Álvaro Martínez Mateu

This is my professional blog, where I share my knowledge about Paid Media and Digital Marketing, along with the trends that shape this field.  I hope you find what I have written useful.




Each test in paid media turns uncertainty into learning: what to test, how to do it, and why the right budget and time make all the difference. Every part of a campaign can drive success, but it can also become a drain on time and resources if the approach isn’t right. So, what elements should you test, and how can you structure an effective routine for doing so?


The first step is understanding which elements have the greatest impact on results. Generally, the order of priorities should be: offer/value proposition, creative, headlines, targeting, format, primary text, call-to-action, and description. This isn’t just theory; it’s supported by performance data. For example, the offer is the backbone of any ad—without a clear and compelling value proposition for the user, no other element can compensate for it.


An effective routine for your testing strategies should include:


  1. Define the key element to test: Instead of trying to assess everything at once, focus on a single element. For instance, does the headline effectively communicate the value of the offer?

  2. Set clear hypotheses: Define what you aim to achieve with the change and how you will measure success (CTR, CPA, ROAS, etc.).

  3. Design controlled variations: Create versions that differ only in the element being tested. This ensures results aren’t diluted by other factors.

  4. Allocate an appropriate budget: This is where many uncertainties arise. Tests with very low budgets and/or short timelines tend to produce inconclusive data, mainly due to randomness. Without significant evidence, any decision based on such data will be built on shaky ground.


The issue with low budgets or short timelines is that they undermine the confidence that data can provide. Randomness, as mentioned, can lead you to incorrect conclusions, such as pausing an ad that could have performed better with more budget, time, or optimisation, or believing a winning variation is effective when, in reality, its better performance may have been random. A minimum timeframe of 7 to 14 days is recommended, depending on the volume of data you can gather, which will primarily depend on the budget and time dedicated to the test.


When this methodology is applied consistently, the benefits become much clearer. Optimisation is about building a system of continuous improvement. Ultimately, the real impact of paid media lies in discovering scalable and replicable patterns.


For those seeking sustainable results, the key is making the right changes supported by robust data. Next time you plan a test, ask yourself if the conditions are right for obtaining actionable insights. If they aren’t, it may be better to adjust the variables or postpone the test until they are. What do you think? What has been your biggest challenge when testing elements in paid media?
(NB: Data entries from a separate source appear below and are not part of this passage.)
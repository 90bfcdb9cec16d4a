use serde::{Deserialize, Serialize};
use std::sync::atomic::{AtomicU32, Ordering};
use std::sync::Arc;
use std::time::{Duration, Instant};
use tokio::sync::RwLock;
use tracing::{debug, info, warn};

#[derive(Debug, Clone, Copy, PartialEq, Eq, Serialize, Deserialize)]
#[serde(rename_all = "snake_case")]
pub enum CircuitState {
    Closed,
    Open,
    HalfOpen,
}

#[derive(Debug, Clone, Copy)]
pub struct CircuitBreakerConfig {
    pub failure_threshold: u32,
    pub success_threshold: u32,
    pub probe_timeout: Duration,
}

/// Tracks consecutive-failure health for a single adapter instance, mirroring
/// the adapter status machine in spec section 4.5 (`active -> error` after
/// `failure_threshold`, `error -> active` after a successful probe).
#[derive(Debug)]
pub struct HealthTracker {
    config: CircuitBreakerConfig,
    state: RwLock<CircuitState>,
    failure_count: AtomicU32,
    success_count: AtomicU32,
    last_state_change: RwLock<Instant>,
}

impl HealthTracker {
    pub fn new(config: CircuitBreakerConfig) -> Self {
        Self {
            config,
            state: RwLock::new(CircuitState::Closed),
            failure_count: AtomicU32::new(0),
            success_count: AtomicU32::new(0),
            last_state_change: RwLock::new(Instant::now()),
        }
    }

    pub async fn state(&self) -> CircuitState {
        *self.state.read().await
    }

    pub async fn is_usable(&self) -> bool {
        !matches!(self.state().await, CircuitState::Open)
    }

    pub async fn record_success(&self) {
        let current = self.state().await;
        match current {
            CircuitState::HalfOpen => {
                let count = self.success_count.fetch_add(1, Ordering::Relaxed) + 1;
                if count >= self.config.success_threshold {
                    self.transition(CircuitState::Closed).await;
                }
            }
            CircuitState::Open => {
                self.transition(CircuitState::HalfOpen).await;
            }
            CircuitState::Closed => {
                self.failure_count.store(0, Ordering::Relaxed);
            }
        }
    }

    pub async fn record_failure(&self) {
        let current = self.state().await;
        match current {
            CircuitState::Closed => {
                let count = self.failure_count.fetch_add(1, Ordering::Relaxed) + 1;
                if count >= self.config.failure_threshold {
                    self.transition(CircuitState::Open).await;
                }
            }
            CircuitState::HalfOpen => {
                self.transition(CircuitState::Open).await;
            }
            CircuitState::Open => {}
        }
    }

    async fn transition(&self, next: CircuitState) {
        let mut state = self.state.write().await;
        let previous = *state;
        *state = next;
        *self.last_state_change.write().await = Instant::now();
        self.failure_count.store(0, Ordering::Relaxed);
        self.success_count.store(0, Ordering::Relaxed);
        match next {
            CircuitState::Open => warn!(?previous, "adapter marked unhealthy"),
            CircuitState::Closed => info!(?previous, "adapter recovered"),
            CircuitState::HalfOpen => debug!(?previous, "adapter probing for recovery"),
        }
    }
}

/// Builds a tracker honoring a registry's configured thresholds (spec
/// section 6's `failureThreshold`/`successThreshold`/`healthProbeTimeoutMs`)
/// rather than hardcoded defaults, so two registries with different
/// `RegistryConfig`s behave differently.
pub fn tracker_for(config: &crate::config::RegistryConfig) -> Arc<HealthTracker> {
    Arc::new(HealthTracker::new(CircuitBreakerConfig {
        failure_threshold: config.failure_threshold,
        success_threshold: config.success_threshold,
        probe_timeout: Duration::from_millis(config.health_probe_timeout_ms),
    }))
}

#[cfg(test)]
mod tests {
    use super::*;

    fn tracker() -> HealthTracker {
        HealthTracker::new(CircuitBreakerConfig {
            failure_threshold: 2,
            success_threshold: 1,
            probe_timeout: Duration::from_millis(100),
        })
    }

    #[tokio::test]
    async fn opens_after_threshold_failures() {
        let t = tracker();
        assert!(t.is_usable().await);
        t.record_failure().await;
        assert!(t.is_usable().await);
        t.record_failure().await;
        assert!(!t.is_usable().await);
        assert_eq!(t.state().await, CircuitState::Open);
    }

    #[tokio::test]
    async fn recovers_through_half_open_on_success() {
        let t = tracker();
        t.record_failure().await;
        t.record_failure().await;
        assert_eq!(t.state().await, CircuitState::Open);

        t.record_success().await;
        assert_eq!(t.state().await, CircuitState::HalfOpen);

        t.record_success().await;
        assert_eq!(t.state().await, CircuitState::Closed);
        assert!(t.is_usable().await);
    }
}
//! System-wide tunables. Values are conservative defaults; everything here
//! is overridable through `Config`.

/// Poll interval for queue workers that find nothing to do.
pub const QUEUE_POLL_INTERVAL_MS: u64 = 50;

/// Maximum messages held in the router's FIFO queue before `route` starts
/// surfacing `Concurrency` errors instead of queueing silently.
pub const MAX_MESSAGE_QUEUE_SIZE: usize = 2000;

/// Maximum adapter operations held in the priority queue.
pub const MAX_ADAPTER_QUEUE_SIZE: usize = 2000;

/// Cap on agent/adapter suggestion lists returned alongside `NoAvailable`.
pub const MAX_SUGGESTIONS: usize = 3;

// Weighted load score for `AgentRegistry::find_best` (spec section 4.1).
// Tuned so that one active task roughly offsets a 20% error rate, and
// latency only breaks near-ties between otherwise equal candidates.
pub const LOAD_WEIGHT_ACTIVE_TASKS: f64 = 10.0;
pub const LOAD_WEIGHT_ERROR_RATE: f64 = 50.0;
pub const LOAD_WEIGHT_LATENCY_MS: f64 = 0.01;

/// Bound applied to the in-memory task/result tables so a long-running
/// process doesn't grow without limit (there is no persistence to spill to).
pub const MAX_STORED_TASKS: usize = 10_000;
pub const MAX_STORED_RESULTS: usize = 10_000;

/// Circuit breaker defaults for adapter instance health (grounded on the
/// teacher's `claude_code::circuit_breaker` defaults).
pub const DEFAULT_FAILURE_THRESHOLD: u32 = 3;
pub const DEFAULT_SUCCESS_THRESHOLD: u32 = 2;
pub const DEFAULT_HEALTH_PROBE_TIMEOUT_MS: u64 = 2_000;

/// Default exponential backoff multiplier: `delay = base * multiplier^attempt`.
pub const DEFAULT_BACKOFF_MULTIPLIER: f64 = 2.0;

/// Default bound on simultaneous in-flight message and adapter dispatches.
pub const DEFAULT_MAX_CONCURRENT_MESSAGES: usize = 16;
pub const DEFAULT_MAX_CONCURRENT_ADAPTER_CALLS: usize = 8;
pub const DEFAULT_MESSAGE_TIMEOUT_MS: u64 = 10_000;
pub const DEFAULT_ADAPTER_TIMEOUT_MS: u64 = 10_000;

/// Parameter amount past which a transaction is flagged `high_value_transaction`.
pub const HIGH_VALUE_THRESHOLD: f64 = 50_000.0;
mod adapter_registry;
mod agent_registry;
mod health;

#[cfg(test)]
mod tests;

pub use adapter_registry::{AdapterRegistry, OperationGuard};
pub use agent_registry::AgentRegistry;
pub use health::{CircuitBreakerConfig, CircuitState, HealthTracker};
A high-quality lead is not just a contact; it’s a potential customer that aligns closely with our offering. They match our target profile and have a need that our solution can fulfil. But how do you obtain a high-quality lead through a paid media strategy?


First, it’s important to remember that the quality of a lead doesn’t depend solely on volume. Focusing exclusively on volume can be counterproductive, as a high number of leads doesn’t guarantee they will be relevant or have conversion potential. Increasing the number of contacts often comes at the expense of lowering their value. For example, if form requirements are reduced to capture more leads, you might end up with many contacts who have no real intention of purchasing or a clear need.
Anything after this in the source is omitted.